The initiative will make use of a system of pipes called a reticulated gas system in an effort to change Kenya’s energy environment and promote affordability.

According to S&P Global, these modifications along with the abolition of taxes would cause a sharp increase in LPG usage starting in 2019. This will assist draw investments into the sector.

According to a memo from the Cabinet, President William Ruto’s administration is now well-positioned to make accessible, clean energy a pillar of national advancement.

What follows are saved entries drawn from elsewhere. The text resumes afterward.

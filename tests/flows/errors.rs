//! Error test cases

use crate::environment::*;
use alloy::primitives::U256;
use depositor::{
    error::{DepositError, RevertReason},
    ledger::LedgerCall,
    types::Phase,
};

const CIRCUIT_BREAKER_MESSAGE: &str = "Token transfers are currently paused. The token contract \
                                       has activated its circuit breaker (safety mechanism). \
                                       Please try again later or contact the token issuer.";

#[tokio::test(start_paused = true)]
async fn already_deposited_gift_is_not_submitted() {
    let env = Environment::setup();
    let mut gift = native_gift(FIVE);
    gift.deposited = true;
    gift.gifter = ALICE;
    env.insert_gift("done", gift);

    let session = env.lookup("done").await;
    assert_eq!(session.phase, Phase::Found);
    assert!(session.gift.as_ref().unwrap().has_depositor());

    let session = env.deposit().await;
    assert_eq!(session.error, Some(DepositError::AlreadyDeposited));
    assert!(env.ledger.submissions().is_empty());
}

#[tokio::test(start_paused = true)]
async fn deposit_needs_a_gift() {
    let env = Environment::setup();

    let session = env.deposit().await;
    assert_eq!(session.phase, Phase::Idle);
    assert_eq!(session.error, Some(DepositError::InputInvalid("No gift selected".into())));

    env.lookup("ghost").await;
    let session = env.deposit().await;
    assert_eq!(session.phase, Phase::NotFound);
    assert_eq!(session.error, Some(DepositError::no_gift_selected()));
    assert!(env.ledger.submissions().is_empty());
}

#[tokio::test(start_paused = true)]
async fn deposit_needs_wallet() {
    let env = Environment::disconnected();
    env.lookup("john42").await;

    let session = env.deposit().await;
    assert_eq!(session.phase, Phase::Found);
    assert_eq!(session.error, Some(DepositError::WalletNotConnected));
    assert_eq!(session.error.unwrap().to_string(), "Please connect your wallet first");
    assert!(env.ledger.submissions().is_empty());

    env.ledger.connect(ALICE);
    assert_eq!(env.deposit().await.phase, Phase::Success);
}

#[tokio::test(start_paused = true)]
async fn paused_token_surfaces_circuit_breaker() {
    let env = Environment::setup();
    env.ledger.pause_token(TOKEN);
    env.lookup("alice").await;

    let session = env.deposit().await;
    assert_eq!(session.phase, Phase::Failed);
    assert_eq!(session.error, Some(DepositError::ContractReverted(RevertReason::CircuitBreaker)));
    assert_eq!(session.error.unwrap().to_string(), CIRCUIT_BREAKER_MESSAGE);
}

#[tokio::test(start_paused = true)]
async fn deposit_revert_with_circuit_breaker_reason() {
    let env = Environment::setup();
    env.ledger.set_allowance(TOKEN, ALICE, env.contract(), U256::from(100));
    env.lookup("alice").await;
    env.ledger.revert_next_transaction(Some("CircuitBreaker: token transfers paused"));

    let session = env.deposit().await;
    assert_eq!(session.phase, Phase::Failed);

    let message = session.error.unwrap().to_string();
    assert_eq!(
        message,
        "Token transfers are paused. Circuit breaker is active. Please try again later."
    );
    assert!(!message.contains("CircuitBreaker:"));
}

#[tokio::test(start_paused = true)]
async fn deposit_revert_surfaces_reason() {
    let env = Environment::setup();
    env.lookup("john42").await;

    // someone else funds the gift in the meantime
    let mut gift = native_gift(FIVE);
    gift.deposited = true;
    env.insert_gift("john42", gift);

    let session = env.deposit().await;
    assert_eq!(session.phase, Phase::Failed);
    assert_eq!(
        session.error,
        Some(DepositError::ContractReverted(RevertReason::Reason("Gift already deposited".into())))
    );
    assert_eq!(
        session.error.unwrap().to_string(),
        "Transaction failed: Gift already deposited"
    );
    assert!(session.deposit_tx.is_some());
}

#[tokio::test(start_paused = true)]
async fn revert_without_reason() {
    let env = Environment::setup();
    env.lookup("john42").await;
    env.ledger.revert_next_transaction(None);

    let session = env.deposit().await;
    assert_eq!(session.error, Some(DepositError::ContractReverted(RevertReason::Unspecified)));
}

#[tokio::test(start_paused = true)]
async fn failed_approval_stops_before_deposit() {
    let env = Environment::setup();
    env.lookup("alice").await;
    env.ledger.revert_next_transaction(Some("ERC20: approve to the zero address"));

    let session = env.deposit().await;
    assert_eq!(session.phase, Phase::Failed);
    assert_eq!(env.ledger.submissions().len(), 1);
    assert!(session.deposit_tx.is_none());
}

#[tokio::test(start_paused = true)]
async fn unknown_errors_keep_raw_message() {
    let env = Environment::setup();
    env.lookup("john42").await;
    env.ledger.fail_next_submission("nonce too low");

    let session = env.deposit().await;
    assert_eq!(session.phase, Phase::Failed);
    assert_eq!(session.error, Some(DepositError::Unknown("nonce too low".into())));
}

#[tokio::test(start_paused = true)]
async fn failed_session_is_not_reset() {
    let env = Environment::setup();
    env.lookup("john42").await;
    env.ledger.revert_next_transaction(None);
    env.deposit().await;

    tokio::time::sleep(std::time::Duration::from_secs(10)).await;
    assert_eq!(env.orchestrator.snapshot().phase, Phase::Failed);
}

#[tokio::test(start_paused = true)]
async fn allowance_unchanged_after_approval() {
    let env = Environment::setup();
    env.ledger.ignore_approvals();
    env.lookup("alice").await;

    let session = env.deposit().await;
    assert_eq!(session.phase, Phase::Failed);
    assert_eq!(
        session.error,
        Some(DepositError::Unknown("Allowance is still insufficient after approval".into()))
    );
    assert_eq!(session.allowance, Some(U256::ZERO));
    assert!(session.deposit_tx.is_none());

    assert_eq!(env.ledger.submissions().len(), 1);
    let allowance_reads = env
        .ledger
        .calls()
        .iter()
        .filter(|call| matches!(call, LedgerCall::Allowance { .. }))
        .count();
    assert_eq!(allowance_reads, 1 + env.config.orchestrator.allowance_recheck_attempts as usize);
}

#[tokio::test(start_paused = true)]
async fn failed_allowance_read() {
    let env = Environment::setup();
    env.lookup("alice").await;
    env.ledger.fail_allowance_reads(1);

    let session = env.deposit().await;
    assert_eq!(session.phase, Phase::Failed);
    assert!(matches!(
        session.error,
        Some(DepositError::LedgerReadFailed(ref message)) if message.contains("connection reset by peer")
    ));
    assert!(env.ledger.submissions().is_empty());
}
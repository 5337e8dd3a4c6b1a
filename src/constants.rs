//! Depositor constants.

use alloy::primitives::{Address, address};
use std::time::Duration;

/// Decimals of the native asset on every supported chain.
pub const NATIVE_DECIMALS: u8 = 18;

/// Decimals assumed for a token whose `decimals()` call fails.
pub const FALLBACK_TOKEN_DECIMALS: u8 = 18;

/// Symbol shown for a token whose `symbol()` call fails.
pub const FALLBACK_TOKEN_SYMBOL: &str = "TOKEN";

/// Number of automatic retries of a failed gift lookup.
///
/// A lookup is attempted at most `1 + DEFAULT_LOOKUP_RETRIES` times.
pub const DEFAULT_LOOKUP_RETRIES: u32 = 2;

/// Initial delay between lookup retries. Doubles on every retry.
pub const DEFAULT_LOOKUP_RETRY_BACKOFF: Duration = Duration::from_secs(1);

/// How long a successful deposit stays visible before the session is reset.
pub const DEFAULT_SUCCESS_GRACE_PERIOD: Duration = Duration::from_secs(3);

/// How long to wait for a submitted transaction to be included.
pub const DEFAULT_FINALITY_TIMEOUT: Duration = Duration::from_secs(120);

/// Poll interval of the RPC client and of the allowance re-check.
pub const DEFAULT_POLL_INTERVAL: Duration = Duration::from_millis(500);

/// Number of allowance reads after an approval is final before giving up.
pub const DEFAULT_ALLOWANCE_RECHECK_ATTEMPTS: u32 = 3;

/// Number of confirmations a transaction needs before it is considered final.
pub const DEFAULT_REQUIRED_CONFIRMATIONS: u64 = 1;

/// Address of the gift escrow contract on Somnia testnet.
pub const SOMNIA_TESTNET_GIFT_CONTRACT: Address =
    address!("0x2e56899276A3020AC5522D2f21DB880ae7c49632");

/// Somnia testnet chain id.
pub const SOMNIA_TESTNET_CHAIN_ID: u64 = 50312;

/// Public Somnia testnet RPC URL.
pub const SOMNIA_TESTNET_RPC_URL: &str = "https://rpc.ankr.com/somnia_testnet";

/// Somnia testnet native asset symbol.
pub const SOMNIA_TESTNET_NATIVE_SYMBOL: &str = "STT";

/// Somnia testnet block explorer.
pub const SOMNIA_TESTNET_EXPLORER_URL: &str = "https://shannon-explorer.somnia.network";

/// Somnia mainnet chain id.
pub const SOMNIA_MAINNET_CHAIN_ID: u64 = 50311;

/// Public Somnia mainnet RPC URL.
pub const SOMNIA_MAINNET_RPC_URL: &str = "https://somnia.publicnode.com";

/// Somnia mainnet native asset symbol.
pub const SOMNIA_MAINNET_NATIVE_SYMBOL: &str = "SOMI";

/// Somnia mainnet block explorer.
pub const SOMNIA_MAINNET_EXPLORER_URL: &str = "https://explorer.somnia.network";

/// JSON-RPC error code a wallet returns when the user declines a request (EIP-1193).
pub const USER_REJECTED_REQUEST_CODE: i64 = 4001;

“As part of our LPG growth policy, a framework requiring all housing developments to have provisions for LPG reticulation structure shall be implemented,” the cabinet said in a memo.

The rippling effects of these revolutionary policies are anticipated to be seen not only in the energy sector but also in the broader context of economic growth and environmental sustainability as they take shape.

“Kenyans are paying twice as much as they should for LPG,” said Energy CS Davis Chirchir.

Currently, cooking gas in Kenya is offered in cylinders weighing somewhere between 3 and 50 kg. In Egypt and South Africa, piping is widely used.

As import and distribution infrastructure has improved, LPG consumption has increased significantly in Kenya in recent years, but market penetration is still quite low, according to S&P Global.

“Beyond 2030, as GDP grows and household income improves, we expect per capita LPG consumption growth to accelerate, reaching 8-9 kg per person by 2050,” says S&P.